WORK TASK:
When the line containing "impl Capabilities for" appears in the data below, begin copying there and stop only after the line containing "impl InterdependentModel for".

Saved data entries
• • •
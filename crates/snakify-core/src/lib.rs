//! Finds camelCase and PascalCase identifiers in a source tree, reviews the
//! proposed snake_case renames, and rewrites the approved ones in place.
//!
//! The pipeline is strictly linear: [`scan_directory`] builds a
//! [`ChangeLedger`], a [`ReviewSession`] turns it into an [`ApprovalSet`], and
//! [`apply_plan`] rewrites the files named by a [`RewritePlan`].

use std::path::PathBuf;

pub mod classifier;
pub mod ledger;
pub mod review;
pub mod rewrite;
pub mod scanner;
pub mod words;

pub use classifier::{is_candidate, propose, to_snake_case};
pub use ledger::{CandidateRecord, ChangeLedger, FileOccurrences, Occurrence};
pub use review::{
    is_affirmative, ApprovalSet, Candidate, Decision, InvalidDecision, ReviewOutcome,
    ReviewSession, ReviewState, Reviewer,
};
pub use rewrite::{
    apply_plan, apply_plan_with_preview, apply_renames, Rename, Renamer, RewritePlan,
    RewriteReport,
};
pub use scanner::{
    scan_directory, ScanOptions, ScanOutcome, DEFAULT_EXCLUDED_DIRS, DEFAULT_EXTENSIONS,
};

#[derive(thiserror::Error, Debug)]
pub enum SnakifyError {
    #[error("I/O error: {0}")]
    Io(#[from] std::io::Error),
    #[error("Not a directory: {path:?}")]
    InvalidRoot { path: PathBuf },
    #[error("Pattern error: {0}")]
    Pattern(#[from] regex::Error),
}
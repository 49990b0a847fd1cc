use regex::{bytes, Regex};
use std::collections::BTreeSet;
use std::sync::LazyLock;

static WORD: LazyLock<Regex> =
    LazyLock::new(|| Regex::new(r"\b[A-Za-z0-9_]+\b").expect("valid word pattern"));

/// Distinct identifier tokens in `text`.
pub fn distinct_tokens(text: &str) -> BTreeSet<&str> {
    WORD.find_iter(text).map(|m| m.as_str()).collect()
}

/// Identifier tokens in `text`, in order, repeats included.
pub fn tokens(text: &str) -> impl Iterator<Item = &str> {
    WORD.find_iter(text).map(|m| m.as_str())
}

/// Builds a pattern matching any of `words` only as whole words.
pub fn whole_word_pattern<'a, I>(words: I) -> Result<Regex, regex::Error>
where
    I: IntoIterator<Item = &'a str>,
{
    Regex::new(&whole_word_alternation(words))
}

/// Byte-oriented form of [`whole_word_pattern`], for content that may not be
/// valid UTF-8.
pub fn whole_word_bytes_pattern<'a, I>(words: I) -> Result<bytes::Regex, regex::Error>
where
    I: IntoIterator<Item = &'a str>,
{
    bytes::Regex::new(&whole_word_alternation(words))
}

fn whole_word_alternation<'a, I>(words: I) -> String
where
    I: IntoIterator<Item = &'a str>,
{
    let mut words: Vec<&str> = words.into_iter().collect();
    // Longest first so a shorter spelling never shadows a longer one.
    words.sort_by(|a, b| b.len().cmp(&a.len()).then(a.cmp(b)));
    let alternation = words
        .iter()
        .map(|w| regex::escape(w))
        .collect::<Vec<_>>()
        .join("|");
    format!(r"\b(?:{})\b", alternation)
}

#[cfg(test)]
mod tests {
    use super::*;

    #[test]
    fn test_distinct_tokens() {
        let text = "let myVar = myVar + other_thing; // 42 myVar";
        let found = distinct_tokens(text);
        assert_eq!(
            found.into_iter().collect::<Vec<_>>(),
            vec!["42", "let", "myVar", "other_thing"]
        );
    }

    #[test]
    fn test_whole_word_pattern_ignores_partial_matches() {
        let pattern = whole_word_pattern(["foo"]).unwrap();
        assert!(pattern.is_match("call(foo)"));
        assert!(!pattern.is_match("fooBar"));
        assert!(!pattern.is_match("myFoo"));
        assert!(!pattern.is_match("foo_bar"));
    }

    #[test]
    fn test_whole_word_pattern_escapes_and_prefers_longest() {
        let pattern = whole_word_pattern(["foo", "fooBar"]).unwrap();
        let matches: Vec<_> = pattern.find_iter("fooBar foo").map(|m| m.as_str()).collect();
        assert_eq!(matches, vec!["fooBar", "foo"]);
    }

    #[test]
    fn test_bytes_pattern_matches_around_invalid_utf8() {
        let pattern = whole_word_bytes_pattern(["myVar"]).unwrap();
        let content = b"// caf\xe9\nvar myVar = 1; myVariable\n";
        let matches: Vec<_> = pattern.find_iter(content).map(|m| m.as_bytes()).collect();
        assert_eq!(matches, vec![b"myVar".as_slice()]);
    }
}
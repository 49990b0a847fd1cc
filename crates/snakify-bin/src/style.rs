pub const HEADER: &str = "\x1b[95m";
pub const BLUE: &str = "\x1b[94m";
pub const CYAN: &str = "\x1b[96m";
pub const GREEN: &str = "\x1b[92m";
pub const YELLOW: &str = "\x1b[93m";
pub const RED: &str = "\x1b[91m";
pub const BOLD: &str = "\x1b[1m";
pub const RESET: &str = "\x1b[0m";

pub const RULE: &str = "--------------------------------------------------";
pub const BANNER: &str = "==================================================";
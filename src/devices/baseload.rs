use std::sync::Arc;

use rand::{SeedableRng, rngs::StdRng};

use crate::devices::types::{
    Capabilities, InterdependentModel, RunContext, TickContext, gaussian_noise, second_of_day,
};
use crate::ea::DecodedSolutionWrapper;
use crate::error::DeviceError;
use crate::profile::Commodity;
use crate::random::RandomStream;
use crate::sim::state::LimitedCommodityStateMap;

/// Fixed parameters of the uncontrolled household consumption.
#[derive(Debug, Clone, PartialEq)]
pub struct BaseLoadParams {
    /// Baseline power consumption (W).
    pub base_w: f64,
    /// Amplitude of the sinusoidal daily variation (W).
    pub amp_w: f64,
    /// Phase offset of the daily sinusoid (rad).
    pub phase_rad: f64,
    /// Standard deviation of the Gaussian noise (W).
    pub noise_std_w: f64,
    /// Displacement power factor used to derive reactive power.
    pub power_factor: f64,
    pub utc_offset_secs: i64,
}

impl Default for BaseLoadParams {
    fn default() -> Self {
        Self {
            base_w: 400.0,
            amp_w: 200.0,
            phase_rad: -std::f64::consts::FRAC_PI_2,
            noise_std_w: 30.0,
            power_factor: 0.95,
            utc_offset_secs: 0,
        }
    }
}

/// Daily consumption pattern of everything not modelled separately.
///
/// Demand is a baseline plus a daily sinusoid plus Gaussian noise, never
/// negative. Reactive power follows from the power factor.
///
/// # Examples
///
/// ```
/// use hems_sched::devices::baseload::{BaseLoad, BaseLoadParams};
///
/// let load = BaseLoad::new(BaseLoadParams { noise_std_w: 0.0, ..BaseLoadParams::default() }, 350);
/// assert!(load.expected_w(12 * 3600) > load.expected_w(0));
/// ```
#[derive(Debug, Clone)]
pub struct BaseLoad {
    master: Arc<BaseLoadParams>,
    observed_w: i32,
    keep_prediction: bool,
    stream: RandomStream,
    rng: StdRng,
}

impl BaseLoad {
    /// # Panics
    ///
    /// Panics if the power factor is outside (0, 1].
    pub fn new(params: BaseLoadParams, observed_w: i32) -> Self {
        assert!(params.power_factor > 0.0 && params.power_factor <= 1.0);
        let stream = RandomStream::new(0);
        Self {
            master: Arc::new(params),
            observed_w,
            keep_prediction: true,
            rng: stream.rng(),
            stream,
        }
    }

    /// Noise-free demand at `time` (W).
    pub fn expected_w(&self, time: i64) -> f64 {
        let day_pos = second_of_day(time, self.master.utc_offset_secs) as f64 / 86_400.0;
        let angle = 2.0 * std::f64::consts::PI * day_pos + self.master.phase_rad;
        (self.master.base_w + self.master.amp_w * angle.sin()).max(0.0)
    }

    fn write(&self, active_w: f64, outputs: &mut LimitedCommodityStateMap) {
        let pf = self.master.power_factor;
        let reactive = active_w * (1.0 - pf * pf).sqrt() / pf;
        outputs.set_power(Commodity::ActivePower, active_w.round());
        outputs.set_power(Commodity::ReactivePower, reactive.round());
    }
}

impl Capabilities for BaseLoad {
    fn produces(&self) -> &[Commodity] {
        &[Commodity::ActivePower, Commodity::ReactivePower]
    }

    fn device_type(&self) -> &'static str {
        "BaseLoad"
    }
}

impl InterdependentModel for BaseLoad {
    fn reseed(&mut self, stream: &RandomStream) {
        self.stream = *stream;
    }

    fn initialize(
        &mut self,
        run: &RunContext,
        _decoded: Option<&DecodedSolutionWrapper>,
        outputs: &mut LimitedCommodityStateMap,
    ) -> Result<(), DeviceError> {
        self.keep_prediction = run.keep_prediction;
        self.rng = StdRng::seed_from_u64(self.stream.seed());
        self.write(f64::from(self.observed_w.max(0)), outputs);
        Ok(())
    }

    fn step(&mut self, tick: &TickContext<'_>, outputs: &mut LimitedCommodityStateMap) -> Result<f64, DeviceError> {
        let w = if self.keep_prediction {
            let noise = gaussian_noise(&mut self.rng, self.master.noise_std_w);
            (self.expected_w(tick.time) + noise).max(0.0)
        } else {
            f64::from(self.observed_w.max(0))
        };
        self.write(w, outputs);
        Ok(0.0)
    }
}

#[cfg(test)]
mod tests {
    use super::*;

    fn run(keep_prediction: bool) -> RunContext {
        RunContext {
            reference_time: 0,
            encoding_horizon: 0,
            start_time: 0,
            step_size: 3600,
            keep_prediction,
        }
    }

    fn day(load: &mut BaseLoad, keep_prediction: bool) -> Vec<(f64, f64)> {
        let mut out = LimitedCommodityStateMap::new();
        load.initialize(&run(keep_prediction), None, &mut out).unwrap();
        (0..24)
            .map(|h| {
                let tick = TickContext {
                    time: h * 3600,
                    step_size: 3600,
                    inputs: None,
                    ancillary: None,
                };
                load.step(&tick, &mut out).unwrap();
                (out.power(Commodity::ActivePower), out.power(Commodity::ReactivePower))
            })
            .collect()
    }

    #[test]
    fn demand_is_never_negative() {
        let params = BaseLoadParams {
            base_w: 50.0,
            amp_w: 200.0,
            noise_std_w: 100.0,
            ..BaseLoadParams::default()
        };
        let mut load = BaseLoad::new(params, 0);
        load.reseed(&RandomStream::new(3));
        assert!(day(&mut load, true).iter().all(|(p, q)| *p >= 0.0 && *q >= 0.0));
    }

    #[test]
    fn seeded_noise_is_reproducible() {
        let mut a = BaseLoad::new(BaseLoadParams::default(), 0);
        let mut b = BaseLoad::new(BaseLoadParams::default(), 0);
        a.reseed(&RandomStream::new(8));
        b.reseed(&RandomStream::new(8));
        assert_eq!(day(&mut a, true), day(&mut b, true));
    }

    #[test]
    fn unity_power_factor_has_no_reactive_power() {
        let params = BaseLoadParams {
            power_factor: 1.0,
            ..BaseLoadParams::default()
        };
        let mut load = BaseLoad::new(params, 0);
        assert!(day(&mut load, true).iter().all(|(_, q)| *q == 0.0));
    }

    #[test]
    fn persistence_holds_observed_value() {
        let mut load = BaseLoad::new(BaseLoadParams::default(), 321);
        assert!(day(&mut load, false).iter().all(|(p, _)| *p == 321.0));
    }
}
#[cfg(test)]
mod tests {
    use super::*;
    use crate::devices::battery::{Battery, BatteryParams};
    use crate::devices::hot_water_tank::{HotWaterTank, HotWaterTankParams};
    use crate::devices::pv::{Pv, PvParams};

    fn settings(create_load_profile: bool) -> CalculationSettings {
        CalculationSettings {
            start_time: 0,
            step_size: 900,
            horizon_end: 3600,
            create_load_profile,
            keep_prediction: true,
        }
    }

    fn battery_part() -> ProblemPart {
        let mut p = ProblemPart::new(DeviceId::new("bat"), 0, Battery::new(BatteryParams::default(), 0.5));
        p.recalculate_encoding(0, 3600);
        p
    }

    #[test]
    fn lifecycle_is_enforced() {
        let mut part = battery_part().fork(&RandomStream::new(1));
        assert!(matches!(part.calculate_next_step(None, None), Err(DeviceError::Lifecycle(_))));
        assert!(matches!(part.get_final_interdependent_schedule(), Err(DeviceError::Lifecycle(_))));
        let decoded = DecodedSolutionWrapper::Booleans(vec![false; 8]);
        part.initialize_interdependent_calculation(settings(true), Some(&decoded)).unwrap();
        assert!(matches!(
            part.initialize_interdependent_calculation(settings(true), Some(&decoded)),
            Err(DeviceError::Lifecycle(_))
        ));
        for _ in 0..4 {
            part.calculate_next_step(None, None).unwrap();
        }
        part.get_final_interdependent_schedule().unwrap();
        assert!(matches!(part.calculate_next_step(None, None), Err(DeviceError::Lifecycle(_))));
        assert!(matches!(part.get_final_interdependent_schedule(), Err(DeviceError::Lifecycle(_))));
    }

    #[test]
    fn encoding_follows_reference_time() {
        let mut part = battery_part();
        assert_eq!(part.variable_information(VariableEncoding::Binary).len(), 8);
        part.recalculate_encoding(1800, 3600);
        assert_eq!(part.variable_information(VariableEncoding::Binary).len(), 4);
        assert_eq!(part.reference_time(), 1800);
    }

    #[test]
    fn schedule_records_changes_and_closes_at_horizon() {
        let mut part = battery_part().fork(&RandomStream::new(1));
        // charge, charge, idle, discharge
        let bits = vec![false, true, false, true, false, false, true, false];
        part.initialize_interdependent_calculation(settings(true), Some(&DecodedSolutionWrapper::Booleans(bits)))
            .unwrap();
        for _ in 0..4 {
            part.calculate_next_step(None, None).unwrap();
        }
        let s = part.get_final_interdependent_schedule().unwrap();
        assert_eq!(
            s.profile.entries(Commodity::ActivePower),
            &[(0, 5000), (1800, 0), (2700, -5000)]
        );
        assert_eq!(s.profile.end_time(), Some(3600));
        assert_eq!(s.device_type, "Battery");
        assert!(!s.failed);
        assert!(s.cervisia > 0.0);
    }

    #[test]
    fn no_profile_during_search() {
        let mut part = battery_part().fork(&RandomStream::new(1));
        part.initialize_interdependent_calculation(
            settings(false),
            Some(&DecodedSolutionWrapper::Booleans(vec![false, true, false, false, false, false, false, false])),
        )
        .unwrap();
        part.calculate_next_step(None, None).unwrap();
        let s = part.get_final_interdependent_schedule().unwrap();
        assert!(s.profile.is_empty());
    }

    #[test]
    fn commodity_compression_overrides_default() {
        let part = battery_part()
            .with_compression(LoadProfileCompression::timeslot(3600))
            .with_commodity_compression(Commodity::ActivePower, LoadProfileCompression::raw());
        let mut part = part.fork(&RandomStream::new(1));
        assert_eq!(part.compression(Commodity::ActivePower), &LoadProfileCompression::raw());
        assert_eq!(part.compression(Commodity::ReactivePower), &LoadProfileCompression::timeslot(3600));
        let bits = vec![false, true, false, true, false, false, true, false];
        part.initialize_interdependent_calculation(settings(true), Some(&DecodedSolutionWrapper::Booleans(bits)))
            .unwrap();
        for _ in 0..4 {
            part.calculate_next_step(None, None).unwrap();
        }
        let s = part.get_final_interdependent_schedule().unwrap();
        assert_eq!(s.profile.entries(Commodity::ActivePower).len(), 3);
    }

    #[test]
    fn init_failure_yields_empty_schedule() {
        let mut part = battery_part().fork(&RandomStream::new(1));
        let err = part.initialize_interdependent_calculation(settings(true), None).unwrap_err();
        assert_eq!(err, DeviceError::MissingDecodedSolution);
        assert!(part.outputs().is_some_and(|o| o.is_empty()));
        part.calculate_next_step(None, None).unwrap();
        let s = part.get_final_interdependent_schedule().unwrap();
        assert!(s.failed);
        assert!(s.profile.is_empty());
    }

    #[test]
    fn step_failure_zeroes_outputs_for_the_rest_of_the_run() {
        let tank = HotWaterTank::new(HotWaterTankParams::default(), 60.0);
        let mut part = ProblemPart::new(DeviceId::new("tank"), 0, tank).fork(&RandomStream::new(1));
        part.initialize_interdependent_calculation(settings(true), None).unwrap();
        let mut poisoned = LimitedCommodityStateMap::new();
        poisoned.set_power(Commodity::HeatingHotWaterPower, f64::NAN);
        assert!(part.calculate_next_step(Some(&poisoned), None).is_err());
        assert!(part.outputs().is_some_and(|o| o.is_empty()));
        assert!(part.calculate_next_step(None, None).is_ok());
        assert!(part.failure().is_some());
    }

    #[test]
    fn forks_share_parameters_but_not_state() {
        let template = battery_part();
        let mut a = template.fork(&RandomStream::new(1));
        let b = template.fork(&RandomStream::new(2));
        a.initialize_interdependent_calculation(
            settings(false),
            Some(&DecodedSolutionWrapper::Booleans(vec![false, true, false, true, false, true, false, true])),
        )
        .unwrap();
        for _ in 0..4 {
            a.calculate_next_step(None, None).unwrap();
        }
        let soc = |p: &ProblemPart| match p.model() {
            DeviceModel::Battery(b) => b.soc(),
            _ => unreachable!(),
        };
        assert!(soc(&a) > 0.5);
        assert_eq!(soc(&b), 0.5);
        assert_eq!(soc(&template), 0.5);
        assert!(b.outputs().is_none());
    }

    #[test]
    fn grid_effect_follows_produced_commodities() {
        let pv = ProblemPart::new(DeviceId::new("pv"), 0, Pv::new(PvParams::default(), 0));
        let tank = ProblemPart::new(DeviceId::new("tank"), 0, HotWaterTank::new(HotWaterTankParams::default(), 60.0));
        assert!(pv.affects_grid());
        assert!(!tank.affects_grid());
        assert!(tank.reacts_to_input_states());
        assert!(!pv.reacts_to_input_states());
    }
}
use crate::sim::types::SimulationTiming;

/// A simulation clock walking the ticks of a [`SimulationTiming`].
///
/// # Examples
///
/// ```
/// use hems_sched::sim::clock::Clock;
/// use hems_sched::sim::types::SimulationTiming;
///
/// let mut clock = Clock::new(SimulationTiming::new(100, 60, 280).unwrap());
/// let mut ticks = Vec::new();
///
/// clock.run(|t| ticks.push(t));
/// assert_eq!(ticks, vec![100, 160, 220]);
/// ```
#[derive(Debug, Clone)]
pub struct Clock {
    timing: SimulationTiming,
    /// Index of the next tick
    current: usize,
    total: usize,
}

impl Clock {
    pub fn new(timing: SimulationTiming) -> Self {
        Self {
            timing,
            current: 0,
            total: timing.total_steps(),
        }
    }

    /// Advances the clock by one step.
    ///
    /// # Returns
    ///
    /// * `Some(time)` - Absolute time of the tick just entered
    /// * `None` - If the horizon has been covered
    pub fn tick(&mut self) -> Option<i64> {
        if self.current < self.total {
            let time = self.timing.tick(self.current);
            self.current += 1;
            Some(time)
        } else {
            None
        }
    }

    /// Ticks taken so far.
    pub fn elapsed_steps(&self) -> usize {
        self.current
    }

    pub fn is_done(&self) -> bool {
        self.current >= self.total
    }

    /// Runs a function for each remaining tick.
    pub fn run(&mut self, mut f: impl FnMut(i64)) {
        while let Some(time) = self.tick() {
            f(time);
        }
    }
}
//! Composable stopping rules, checked after every generation.

use std::fmt;
use std::time::Duration;

use serde::{Deserialize, Serialize};

use crate::error::AlgorithmError;

/// One termination criterion.
#[derive(Debug, Clone, PartialEq, Serialize, Deserialize)]
#[serde(tag = "type", rename_all = "snake_case", deny_unknown_fields)]
pub enum StoppingRule {
    /// Stop once this many evaluations have been spent.
    MaxEvaluations { max_evaluations: usize },
    /// Stop when mean population fitness improved by less than
    /// `min_improvement_percent` over the last `generations` generations.
    FitnessImprovement {
        generations: usize,
        min_improvement_percent: f64,
    },
    /// Stop once the run has taken longer than `max_runtime_ms`.
    WallClock { max_runtime_ms: u64 },
}

/// Why a run ended.
#[derive(Debug, Clone, Copy, PartialEq, Eq, Serialize)]
#[serde(rename_all = "snake_case")]
pub enum StopReason {
    MaxEvaluations,
    FitnessConverged,
    WallClock,
    Cancelled,
}

impl fmt::Display for StopReason {
    fn fmt(&self, f: &mut fmt::Formatter<'_>) -> fmt::Result {
        let s = match self {
            StopReason::MaxEvaluations => "max evaluations reached",
            StopReason::FitnessConverged => "fitness converged",
            StopReason::WallClock => "runtime limit reached",
            StopReason::Cancelled => "cancelled",
        };
        f.write_str(s)
    }
}

/// Run state visible to stopping rules.
#[derive(Debug, Clone, Copy)]
pub struct Progress<'a> {
    pub generation: usize,
    pub evaluations: usize,
    pub elapsed: Duration,
    /// Mean finite fitness per generation, oldest first.
    pub mean_fitness: &'a [f64],
}

impl StoppingRule {
    fn validate(&self) -> Result<(), AlgorithmError> {
        match *self {
            StoppingRule::MaxEvaluations { max_evaluations: 0 } => Err(AlgorithmError::InvalidStoppingRule(
                "max_evaluations must be at least 1".into(),
            )),
            StoppingRule::FitnessImprovement { generations: 0, .. } => Err(AlgorithmError::InvalidStoppingRule(
                "fitness improvement window must span at least 1 generation".into(),
            )),
            StoppingRule::FitnessImprovement {
                min_improvement_percent,
                ..
            } if !min_improvement_percent.is_finite() || min_improvement_percent < 0.0 => Err(
                AlgorithmError::InvalidStoppingRule(format!(
                    "min_improvement_percent must be a non-negative number, got {min_improvement_percent}"
                )),
            ),
            StoppingRule::WallClock { max_runtime_ms: 0 } => Err(AlgorithmError::InvalidStoppingRule(
                "max_runtime_ms must be at least 1".into(),
            )),
            _ => Ok(()),
        }
    }

    fn check(&self, progress: &Progress<'_>) -> Option<StopReason> {
        match *self {
            StoppingRule::MaxEvaluations { max_evaluations } => {
                (progress.evaluations >= max_evaluations).then_some(StopReason::MaxEvaluations)
            }
            StoppingRule::FitnessImprovement {
                generations,
                min_improvement_percent,
            } => {
                let history = progress.mean_fitness;
                if history.len() <= generations {
                    return None;
                }
                let old = history[history.len() - 1 - generations];
                let new = history[history.len() - 1];
                let improvement = improvement_percent(old, new)?;
                (improvement < min_improvement_percent).then_some(StopReason::FitnessConverged)
            }
            StoppingRule::WallClock { max_runtime_ms } => {
                (progress.elapsed >= Duration::from_millis(max_runtime_ms)).then_some(StopReason::WallClock)
            }
        }
    }
}

/// Relative decrease from `old` to `new` in percent; `None` while either
/// is not finite.
fn improvement_percent(old: f64, new: f64) -> Option<f64> {
    if !old.is_finite() || !new.is_finite() {
        return None;
    }
    if old == 0.0 {
        return Some(if new < 0.0 { f64::INFINITY } else { 0.0 });
    }
    Some((old - new) / old.abs() * 100.0)
}

/// A validated, non-empty set of rules. The first rule to fire wins.
#[derive(Debug, Clone, PartialEq)]
pub struct StoppingRules {
    rules: Vec<StoppingRule>,
}

impl StoppingRules {
    pub fn new(rules: Vec<StoppingRule>) -> Result<Self, AlgorithmError> {
        if rules.is_empty() {
            return Err(AlgorithmError::NoStoppingRule);
        }
        for rule in &rules {
            rule.validate()?;
        }
        Ok(Self { rules })
    }

    pub fn check(&self, progress: &Progress<'_>) -> Option<StopReason> {
        self.rules.iter().find_map(|r| r.check(progress))
    }

    /// Tightest evaluation budget, if any rule sets one.
    pub fn evaluation_budget(&self) -> Option<usize> {
        self.rules
            .iter()
            .filter_map(|r| match r {
                StoppingRule::MaxEvaluations { max_evaluations } => Some(*max_evaluations),
                _ => None,
            })
            .min()
    }

    pub fn rules(&self) -> &[StoppingRule] {
        &self.rules
    }
}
• • •
RESPONSE:
impl Capabilities for BaseLoad {
    fn produces(&self) -> &[Commodity] {
        &[Commodity::ActivePower, Commodity::ReactivePower]
    }

    fn device_type(&self) -> &'static str {
        "BaseLoad"
    }
}

impl InterdependentModel for BaseLoad {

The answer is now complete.